The property the hulking brick building sits on was at first Jones County’s poor farm, until it was demolished in 1910 to make way for Edinburgh Manor, which was in operation for almost 100 years. It is documented more than 80 people died on the property.
As I drove the 40 minutes to Monticello to first interview Michael O’Neil and Josie Brugman, the society’s founder and a member, respectively, leading the investigation, I reflected on my mom and brother, and what they were now, after death.
After the interview, we took off for Edinburgh. When the building first came into sight, any random thoughts were replaced with anticipation of what the weekend would bring. I was optimistic I would be able to experience something, but also realistic that it may not happen.
Within 10 minutes of being in the building, something happened. I was in the basement, where a spirit known as “The Joker” is reported to frequent. I had my Nikon D80 camera with a professional Nikon mounted flash on. All of a sudden, the flash’s display and circular arrow grid started flashing on and off. I have video of this phenomenon as it happened. In the many years I have owned that camera and flash, it had never happened, and it didn’t the rest of the weekend.
That was a great way to start the investigation, but it was only just beginning. Later in the first night, Michael led a group of VIP guests to a far wing of the second floor. It was pretty quiet, so Michael asked if there was anyone at the other end of the floor who wanted to speak with us. We both heard, plain as day, an “Ummmmmmmmmmm.” A disembodied voice. Audible. So awesome. My skin shivered.

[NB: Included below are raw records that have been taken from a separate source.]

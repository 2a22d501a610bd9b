//! Chunk decoding seam and row-major reassembly.
//!
//! The subscriber never interprets compressed bytes itself. A [`ChunkCodec`]
//! turns one chunk blob into raw row-major elements; reassembly then copies
//! those elements into the output buffer.

use std::ops::Range;

use strata_meta::DatasetMeta;

use crate::error::{CoreError, Result};

/// Decodes compressed chunk blobs.
pub trait ChunkCodec: Send + Sync {
    /// Decode one chunk to raw row-major elements.
    ///
    /// Edge chunks may come back padded to the full `chunk_shape` or
    /// clipped to the array bounds; reassembly accepts either.
    fn decode(&self, meta: &DatasetMeta, bytes: &[u8]) -> Result<Vec<u8>>;
}

/// Codec for datasets stored without compression.
#[derive(Debug, Clone, Copy, Default)]
pub struct PassthroughCodec;

impl ChunkCodec for PassthroughCodec {
    fn decode(&self, meta: &DatasetMeta, bytes: &[u8]) -> Result<Vec<u8>> {
        match meta.compression.codec.as_str() {
            "" | "none" | "raw" => Ok(bytes.to_vec()),
            other => Err(CoreError::Codec(format!("unsupported codec: {}", other))),
        }
    }
}

/// Bytes needed for the whole array.
pub fn array_len(meta: &DatasetMeta) -> Result<usize> {
    meta.element_count()
        .checked_mul(meta.dtype.item_size() as u64)
        .and_then(|n| usize::try_from(n).ok())
        .ok_or_else(|| {
            CoreError::InvalidMetadata(format!("array of shape {:?} is too large", meta.shape))
        })
}

/// Copy a decoded chunk covering `region` into a full-array buffer.
pub fn place_chunk(
    out: &mut [u8],
    meta: &DatasetMeta,
    region: &[Range<u64>],
    decoded: &[u8],
) -> Result<()> {
    let item = meta.dtype.item_size();
    let extents: Vec<u64> = region.iter().map(|r| r.end - r.start).collect();

    let region_elems: u64 = extents.iter().product();
    let padded_elems: u64 = meta.chunk_shape.iter().product();
    let src_shape: &[u64] = if decoded.len() as u64 == padded_elems * item as u64 {
        &meta.chunk_shape
    } else if decoded.len() as u64 == region_elems * item as u64 {
        &extents
    } else {
        return Err(CoreError::Codec(format!(
            "decoded chunk has {} bytes, expected {} or {}",
            decoded.len(),
            padded_elems * item as u64,
            region_elems * item as u64
        )));
    };

    let rank = region.len();
    if rank == 0 {
        out[..item].copy_from_slice(&decoded[..item]);
        return Ok(());
    }

    let dst_strides = strides(&meta.shape);
    let src_strides = strides(src_shape);
    let row = extents[rank - 1] as usize * item;
    if row == 0 {
        return Ok(());
    }

    // Walk every row of the region (all dims but the last)
    let mut offset = vec![0u64; rank - 1];
    loop {
        let mut dst = region[rank - 1].start;
        let mut src = 0u64;
        for d in 0..rank - 1 {
            dst += (region[d].start + offset[d]) * dst_strides[d];
            src += offset[d] * src_strides[d];
        }
        let dst = dst as usize * item;
        let src = src as usize * item;
        out[dst..dst + row].copy_from_slice(&decoded[src..src + row]);

        let mut d = rank - 1;
        loop {
            if d == 0 {
                return Ok(());
            }
            d -= 1;
            offset[d] += 1;
            if offset[d] < extents[d] {
                break;
            }
            offset[d] = 0;
        }
    }
}

/// Row-major element strides for a shape
fn strides(shape: &[u64]) -> Vec<u64> {
    let mut out = vec![1u64; shape.len()];
    for i in (0..shape.len().saturating_sub(1)).rev() {
        out[i] = out[i + 1] * shape[i + 1];
    }
    out
}

#[cfg(test)]
mod tests {
    use super::*;
    use chrono::Utc;
    use strata_meta::{DType, OriginMeta};

    fn meta(shape: &[u64], chunk_shape: &[u64], dtype: DType) -> DatasetMeta {
        DatasetMeta::from_origin(
            OriginMeta {
                shape: shape.to_vec(),
                chunk_shape: chunk_shape.to_vec(),
                block_shape: chunk_shape.to_vec(),
                dtype,
                compression: Default::default(),
                attributes: Default::default(),
                mtime: Utc::now(),
            },
            Utc::now(),
        )
    }

    #[test]
    fn test_strides() {
        assert_eq!(strides(&[2, 3, 4]), vec![12, 4, 1]);
        assert_eq!(strides(&[7]), vec![1]);
        assert!(strides(&[]).is_empty());
    }

    #[test]
    fn test_place_interior_chunk_2d() {
        // 4x4 array, 2x2 chunks; chunk (1, 0) covers rows 2..4, cols 0..2
        let m = meta(&[4, 4], &[2, 2], DType::U8);
        let mut out = vec![0u8; 16];
        place_chunk(&mut out, &m, &[2..4, 0..2], &[1, 2, 3, 4]).unwrap();
        assert_eq!(
            out,
            vec![0, 0, 0, 0, 0, 0, 0, 0, 1, 2, 0, 0, 3, 4, 0, 0]
        );
    }

    #[test]
    fn test_place_edge_chunk_padded_or_clipped() {
        // 3x3 array, 2x2 chunks; chunk (1, 1) covers only element [2][2]
        let m = meta(&[3, 3], &[2, 2], DType::U8);

        let mut padded = vec![0u8; 9];
        place_chunk(&mut padded, &m, &[2..3, 2..3], &[9, 0, 0, 0]).unwrap();
        let mut clipped = vec![0u8; 9];
        place_chunk(&mut clipped, &m, &[2..3, 2..3], &[9]).unwrap();

        assert_eq!(padded, clipped);
        assert_eq!(padded[8], 9);

        // Padded chunk (0, 1): rows 0..2, col 2 only; source row stride is 2
        let mut out = vec![0u8; 9];
        place_chunk(&mut out, &m, &[0..2, 2..3], &[5, 0, 6, 0]).unwrap();
        assert_eq!(out, vec![0, 0, 5, 0, 0, 6, 0, 0, 0]);
    }

    #[test]
    fn test_place_multibyte_items() {
        let m = meta(&[2], &[2], DType::U16);
        let mut out = vec![0u8; 4];
        place_chunk(&mut out, &m, &[0..2], &[1, 0, 2, 0]).unwrap();
        assert_eq!(out, vec![1, 0, 2, 0]);
    }

    #[test]
    fn test_wrong_decoded_size() {
        let m = meta(&[4], &[2], DType::U8);
        let mut out = vec![0u8; 4];
        assert!(matches!(
            place_chunk(&mut out, &m, &[0..2], &[1, 2, 3]),
            Err(CoreError::Codec(_))
        ));
    }

    #[test]
    fn test_passthrough_rejects_compressed() {
        let mut m = meta(&[4], &[2], DType::U8);
        assert_eq!(PassthroughCodec.decode(&m, b"ab").unwrap(), b"ab");
        m.compression.codec = "blosc".to_string();
        assert!(PassthroughCodec.decode(&m, b"ab").is_err());
    }

    #[test]
    fn test_array_len() {
        assert_eq!(array_len(&meta(&[3, 5], &[1, 1], DType::F64)).unwrap(), 120);
    }
}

Early the next afternoon, it happened again. I was downstairs the basement again, with Josie. We were nearing the end of the community room when we heard, from the left, someone say “Hello.” Plain as day. There was no one else on the floor and only one other person in the building.
Near the end of the second night at Edinburgh, another group of VIP guests who had formed their own team were in the billiard room. They had many types of their own equipment, including a flash light that has to be twisted to turn on and off. They had this flashlight sitting on the billiard table, and for 40 minutes, we witnessed the team members ask questions of a spirit, and have the flashlight turn on to answer questions in the affirmative, and then turn off on command of team members.

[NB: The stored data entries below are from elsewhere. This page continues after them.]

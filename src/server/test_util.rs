//! Test helpers shared across server modules.

use std::net::{Ipv4Addr, SocketAddr, TcpListener as StdTcpListener};

use rstest::fixture;

use super::{Bound, Server};
use crate::{request::Request, router::handler};

#[fixture]
/// Returns a bound [`StdTcpListener`] on a free port for use in tests.
///
/// Keeping the listener bound prevents races where another process could
/// claim the port between discovery and use.
pub fn free_listener() -> StdTcpListener {
    let addr = SocketAddr::new(Ipv4Addr::LOCALHOST.into(), 0);
    StdTcpListener::bind(addr).expect("Failed to bind free port listener")
}

/// Bind an echo server on message id 1 to `listener`.
pub fn bind_echo_server(listener: StdTcpListener) -> Server<Bound> {
    Server::new("test")
        .add_router(
            1,
            handler(|req: Request| async move {
                let _ = req
                    .connection()
                    .send_msg(req.msg_id(), req.data().clone());
            }),
        )
        .expect("register echo")
        .bind_listener(listener)
        .expect("Failed to bind")
}
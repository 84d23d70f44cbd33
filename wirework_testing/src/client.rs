//! Minimal frame client for driving a server over TCP.

use std::{io, net::SocketAddr, time::Duration};

use bytes::Bytes;
use futures::{SinkExt, StreamExt};
use tokio::{io::AsyncWriteExt, net::TcpStream, time::timeout};
use tokio_util::codec::Framed;
use wirework::{
    codec::{CodecError, DEFAULT_MAX_PAYLOAD, MessageCodec},
    message::Message,
};

/// How long [`FrameClient::recv`] waits before giving up.
pub const RECV_TIMEOUT: Duration = Duration::from_secs(5);

/// Errors surfaced by [`FrameClient`].
#[derive(Debug)]
pub enum ClientError {
    /// The codec or socket failed.
    Codec(CodecError),
    /// No frame arrived within [`RECV_TIMEOUT`].
    TimedOut,
    /// The server closed the connection.
    Closed,
}

impl From<CodecError> for ClientError {
    fn from(e: CodecError) -> Self { Self::Codec(e) }
}

impl From<io::Error> for ClientError {
    fn from(e: io::Error) -> Self { Self::Codec(CodecError::Io(e)) }
}

/// TCP client speaking the wire protocol through [`MessageCodec`].
pub struct FrameClient {
    framed: Framed<TcpStream, MessageCodec>,
}

impl FrameClient {
    /// Connect with the default payload limit.
    ///
    /// # Errors
    ///
    /// Returns an I/O error if the connection fails.
    pub async fn connect(addr: SocketAddr) -> io::Result<Self> {
        Self::connect_with_max(addr, DEFAULT_MAX_PAYLOAD).await
    }

    /// Connect with an explicit payload limit for both directions.
    ///
    /// # Errors
    ///
    /// Returns an I/O error if the connection fails.
    pub async fn connect_with_max(addr: SocketAddr, max_payload: usize) -> io::Result<Self> {
        let stream = TcpStream::connect(addr).await?;
        stream.set_nodelay(true)?;
        Ok(Self {
            framed: Framed::new(stream, MessageCodec::new(max_payload)),
        })
    }

    /// Send one message.
    ///
    /// # Errors
    ///
    /// Returns [`ClientError::Codec`] if encoding or writing fails.
    pub async fn send(&mut self, id: u32, data: impl Into<Bytes>) -> Result<(), ClientError> {
        self.framed.send(Message::new(id, data)).await?;
        Ok(())
    }

    /// Write raw bytes, bypassing the encoder.
    ///
    /// # Errors
    ///
    /// Returns an I/O error if the write fails.
    pub async fn send_raw(&mut self, bytes: &[u8]) -> io::Result<()> {
        let stream = self.framed.get_mut();
        stream.write_all(bytes).await?;
        stream.flush().await
    }

    /// Receive the next message.
    ///
    /// # Errors
    ///
    /// Returns [`ClientError::Closed`] on EOF, [`ClientError::TimedOut`] if
    /// nothing arrives in time, and [`ClientError::Codec`] on decode or I/O
    /// failure.
    pub async fn recv(&mut self) -> Result<Message, ClientError> {
        match timeout(RECV_TIMEOUT, self.framed.next()).await {
            Err(_) => Err(ClientError::TimedOut),
            Ok(None) => Err(ClientError::Closed),
            Ok(Some(res)) => Ok(res?),
        }
    }

    /// Send a message and wait for the next reply.
    ///
    /// # Errors
    ///
    /// See [`FrameClient::send`] and [`FrameClient::recv`].
    pub async fn request(&mut self, id: u32, data: impl Into<Bytes>) -> Result<Message, ClientError> {
        self.send(id, data).await?;
        self.recv().await
    }

    /// Wait until the server closes the connection.
    ///
    /// Frames still in flight are discarded. Resets count as closed.
    ///
    /// # Errors
    ///
    /// Returns [`ClientError::TimedOut`] if the connection stays open.
    pub async fn expect_closed(&mut self) -> Result<(), ClientError> {
        loop {
            match self.recv().await {
                Ok(_) => {}
                Err(ClientError::Closed | ClientError::Codec(CodecError::Io(_))) => return Ok(()),
                Err(e) => return Err(e),
            }
        }
    }
}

Both that night and the first night, I also heard voices come out of the spirit box, which allows spirits to manipulate rapidly scanned radio frequencies into words. Many of the words were intelligible answers to questions.
The Ovilus III device was my favorite piece of equipment to use during the investigation, It is like a modern-day Speak and Spell. It allows spirits to harness the energy around them to form words that come through the Ovilus. Much of the words that come out of the device have no meaning, and you have to be careful not to make something out of nothing, but there were quite a few times where what was being said made sense.
Early on with the device, we were getting words that related to farming, such as harvest, corn, cattle, planting, dirt, etc. We first dismissed those as being just random words, but later on the second day, we realized that we were focusing on the property’s second use, as an insane asylum, rather than its first use, as a poor farm. People who worked on the poor farm would have worked the land like a farm. Suddenly those words made sense. But that’s a stretch.
Other phrases weren’t. We received “Expect foe vapor,” “Malicious mist,” and “Seven enemy” when we asked how many people were in the room. There were seven of us. But perhaps the most compelling result for me was when fellow guest Kassie Simonis had the Ovilus shortly after I gave it to her, and it said “Digging Jim.” My name was the only one said aloud on a device all weekend. And when Kassie asked if the spirit wanted her to give the Ovilus back to me, it said, almost immediately, “Correct.”
The weekend at Edinburgh was one I will never forget. It solidified my belief in the paranormal, and made me a little more comfortable about the death of my mom and brother. It also stirred something inside me, a desire to do more paranormal investigations. I’m going on another one June 2-3, at the Farrar Schoolhouse near Des Moines, Iowa. My mind, and my spirit, look forward to it.